Exercise prompt: Give every line of the data again, exactly as it is written.

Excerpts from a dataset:
=== Begin Enclosure ===
//! Code reviews produced by the reviewer agent.

use std::collections::BTreeMap;

use chrono::{DateTime, Utc};
use serde::{Deserialize, Deserializer, Serialize};
use uuid::Uuid;

use crate::profile::ProfileUpdate;

/// Profile deltas suggested by the reviewer.
#[derive(Debug, Clone, Default, PartialEq, Serialize, Deserialize)]
#[serde(default)]
pub struct ReviewProfileUpdates {
    pub skills: BTreeMap<String, f64>,
    pub gaps: Vec<String>,
    pub strengths: Vec<String>,
    pub mistake_patterns: Vec<String>,
}

/// What the reviewer returns for one submission. Every field is optional on the wire.
#[derive(Debug, Clone, PartialEq, Serialize, Deserialize)]
#[serde(default)]
pub struct ReviewOutcome {
    /// 0–100.
    #[serde(deserialize_with = "lenient_score")]
    pub score: u8,
    pub strengths: Vec<String>,
    pub weaknesses: Vec<String>,
    pub thinking_style: String,
    pub concept_gaps: Vec<String>,
    pub known_concepts: Vec<String>,
    pub topics_to_revise: Vec<String>,
    pub detailed_feedback: String,
    pub profile_updates: ReviewProfileUpdates,
}

impl Default for ReviewOutcome {
    fn default() -> Self {
        Self {
            score: 0,
            strengths: Vec::new(),
            weaknesses: Vec::new(),
            thinking_style: "brute_force".to_string(),
            concept_gaps: Vec::new(),
            known_concepts: Vec::new(),
            topics_to_revise: Vec::new(),
            detailed_feedback: String::new(),
            profile_updates: ReviewProfileUpdates::default(),
        }
    }
}

impl ReviewOutcome {
    /// Profile change implied by this review, before the submission counter bump.
    pub fn profile_update(&self) -> ProfileUpdate {
        let pu = &self.profile_updates;
        ProfileUpdate {
            skills: pu.skills.clone(),
            gaps: (!pu.gaps.is_empty()).then(|| pu.gaps.clone()),
            strengths: (!pu.strengths.is_empty()).then(|| pu.strengths.clone()),
            mistake_patterns: pu.mistake_patterns.clone(),
            thinking_style: (!self.thinking_style.trim().is_empty())
                .then(|| self.thinking_style.clone()),
            new_weaknesses: self.concept_gaps.clone(),
            add_known_concepts: self.known_concepts.clone(),
            ..Default::default()
        }
    }
}

/// Accepts integers, floats and numeric strings; anything else scores 0.
fn lenient_score<'de, D>(deserializer: D) -> Result<u8, D::Error>
where
    D: Deserializer<'de>,
{
    let value = serde_json::Value::deserialize(deserializer)?;
    let raw = match &value {
        serde_json::Value::Number(n) => n.as_f64().unwrap_or(0.0),
        serde_json::Value::String(s) => s.trim().parse::<f64>().unwrap_or(0.0),
        _ => 0.0,
    };
    if !raw.is_finite() {
        return Ok(0);
    }
    Ok(raw.round().clamp(0.0, 100.0) as u8)
}

/// A persisted review. Append-only.
#[derive(Debug, Clone, PartialEq, Serialize, Deserialize)]
pub struct Review {
    pub id: Uuid,
    pub user_id: Uuid,
    pub problem_id: String,
    pub problem_title: String,
    pub code: String,
    pub code_fingerprint: String,
    pub language: String,
    #[serde(flatten)]
    pub outcome: ReviewOutcome,
    pub created_at: DateTime<Utc>,
}

impl Review {
    /// Score on the 0–10 scale shown to learners.
    pub fn display_score(&self) -> f64 {
        f64::from(self.outcome.score) / 10.0
    }

    pub fn history_entry(&self) -> ReviewHistoryEntry {
        ReviewHistoryEntry {
            id: self.id,
            problem_id: self.problem_id.clone(),
            problem_title: self.problem_title.clone(),
            language: self.language.clone(),
            outcome: self.outcome.clone(),
            created_at: self.created_at,
        }
    }
}

/// History view of a review, without the submitted code.
#[derive(Debug, Clone, PartialEq, Serialize, Deserialize)]
pub struct ReviewHistoryEntry {
    pub id: Uuid,
    pub problem_id: String,
    pub problem_title: String,
    pub language: String,
    #[serde(flatten)]
    pub outcome: ReviewOutcome,
    pub created_at: DateTime<Utc>,
}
=== End Enclosure ===
Written solution:
//! Code reviews produced by the reviewer agent.

use std::collections::BTreeMap;

use chrono::{DateTime, Utc};
use serde::{Deserialize, Deserializer, Serialize};
use uuid::Uuid;

use crate::profile::ProfileUpdate;

/// Profile deltas suggested by the reviewer.
#[derive(Debug, Clone, Default, PartialEq, Serialize, Deserialize)]
#[serde(default)]
pub struct ReviewProfileUpdates {
    pub skills: BTreeMap<String, f64>,
    pub gaps: Vec<String>,
    pub strengths: Vec<String>,
    pub mistake_patterns: Vec<String>,
}

/// What the reviewer returns for one submission. Every field is optional on the wire.
#[derive(Debug, Clone, PartialEq, Serialize, Deserialize)]
#[serde(default)]
pub struct ReviewOutcome {
    /// 0–100.
    #[serde(deserialize_with = "lenient_score")]
    pub score: u8,
    pub strengths: Vec<String>,
    pub weaknesses: Vec<String>,
    pub thinking_style: String,
    pub concept_gaps: Vec<String>,
    pub known_concepts: Vec<String>,
    pub topics_to_revise: Vec<String>,
    pub detailed_feedback: String,
    pub profile_updates: ReviewProfileUpdates,
}

impl Default for ReviewOutcome {
    fn default() -> Self {
        Self {
            score: 0,
            strengths: Vec::new(),
            weaknesses: Vec::new(),
            thinking_style: "brute_force".to_string(),
            concept_gaps: Vec::new(),
            known_concepts: Vec::new(),
            topics_to_revise: Vec::new(),
            detailed_feedback: String::new(),
            profile_updates: ReviewProfileUpdates::default(),
        }
    }
}

impl ReviewOutcome {
    /// Profile change implied by this review, before the submission counter bump.
    pub fn profile_update(&self) -> ProfileUpdate {
        let pu = &self.profile_updates;
        ProfileUpdate {
            skills: pu.skills.clone(),
            gaps: (!pu.gaps.is_empty()).then(|| pu.gaps.clone()),
            strengths: (!pu.strengths.is_empty()).then(|| pu.strengths.clone()),
            mistake_patterns: pu.mistake_patterns.clone(),
            thinking_style: (!self.thinking_style.trim().is_empty())
                .then(|| self.thinking_style.clone()),
            new_weaknesses: self.concept_gaps.clone(),
            add_known_concepts: self.known_concepts.clone(),
            ..Default::default()
        }
    }
}

/// Accepts integers, floats and numeric strings; anything else scores 0.
fn lenient_score<'de, D>(deserializer: D) -> Result<u8, D::Error>
where
    D: Deserializer<'de>,
{
    let value = serde_json::Value::deserialize(deserializer)?;
    let raw = match &value {
        serde_json::Value::Number(n) => n.as_f64().unwrap_or(0.0),
        serde_json::Value::String(s) => s.trim().parse::<f64>().unwrap_or(0.0),
        _ => 0.0,
    };
    if !raw.is_finite() {
        return Ok(0);
    }
    Ok(raw.round().clamp(0.0, 100.0) as u8)
}

/// A persisted review. Append-only.
#[derive(Debug, Clone, PartialEq, Serialize, Deserialize)]
pub struct Review {
    pub id: Uuid,
    pub user_id: Uuid,
    pub problem_id: String,
    pub problem_title: String,
    pub code: String,
    pub code_fingerprint: String,
    pub language: String,
    #[serde(flatten)]
    pub outcome: ReviewOutcome,
    pub created_at: DateTime<Utc>,
}

impl Review {
    /// Score on the 0–10 scale shown to learners.
    pub fn display_score(&self) -> f64 {
        f64::from(self.outcome.score) / 10.0
    }

    pub fn history_entry(&self) -> ReviewHistoryEntry {
        ReviewHistoryEntry {
            id: self.id,
            problem_id: self.problem_id.clone(),
            problem_title: self.problem_title.clone(),
            language: self.language.clone(),
            outcome: self.outcome.clone(),
            created_at: self.created_at,
        }
    }
}

/// History view of a review, without the submitted code.
#[derive(Debug, Clone, PartialEq, Serialize, Deserialize)]
pub struct ReviewHistoryEntry {
    pub id: Uuid,
    pub problem_id: String,
    pub problem_title: String,
    pub language: String,
    #[serde(flatten)]
    pub outcome: ReviewOutcome,
    pub created_at: DateTime<Utc>,
}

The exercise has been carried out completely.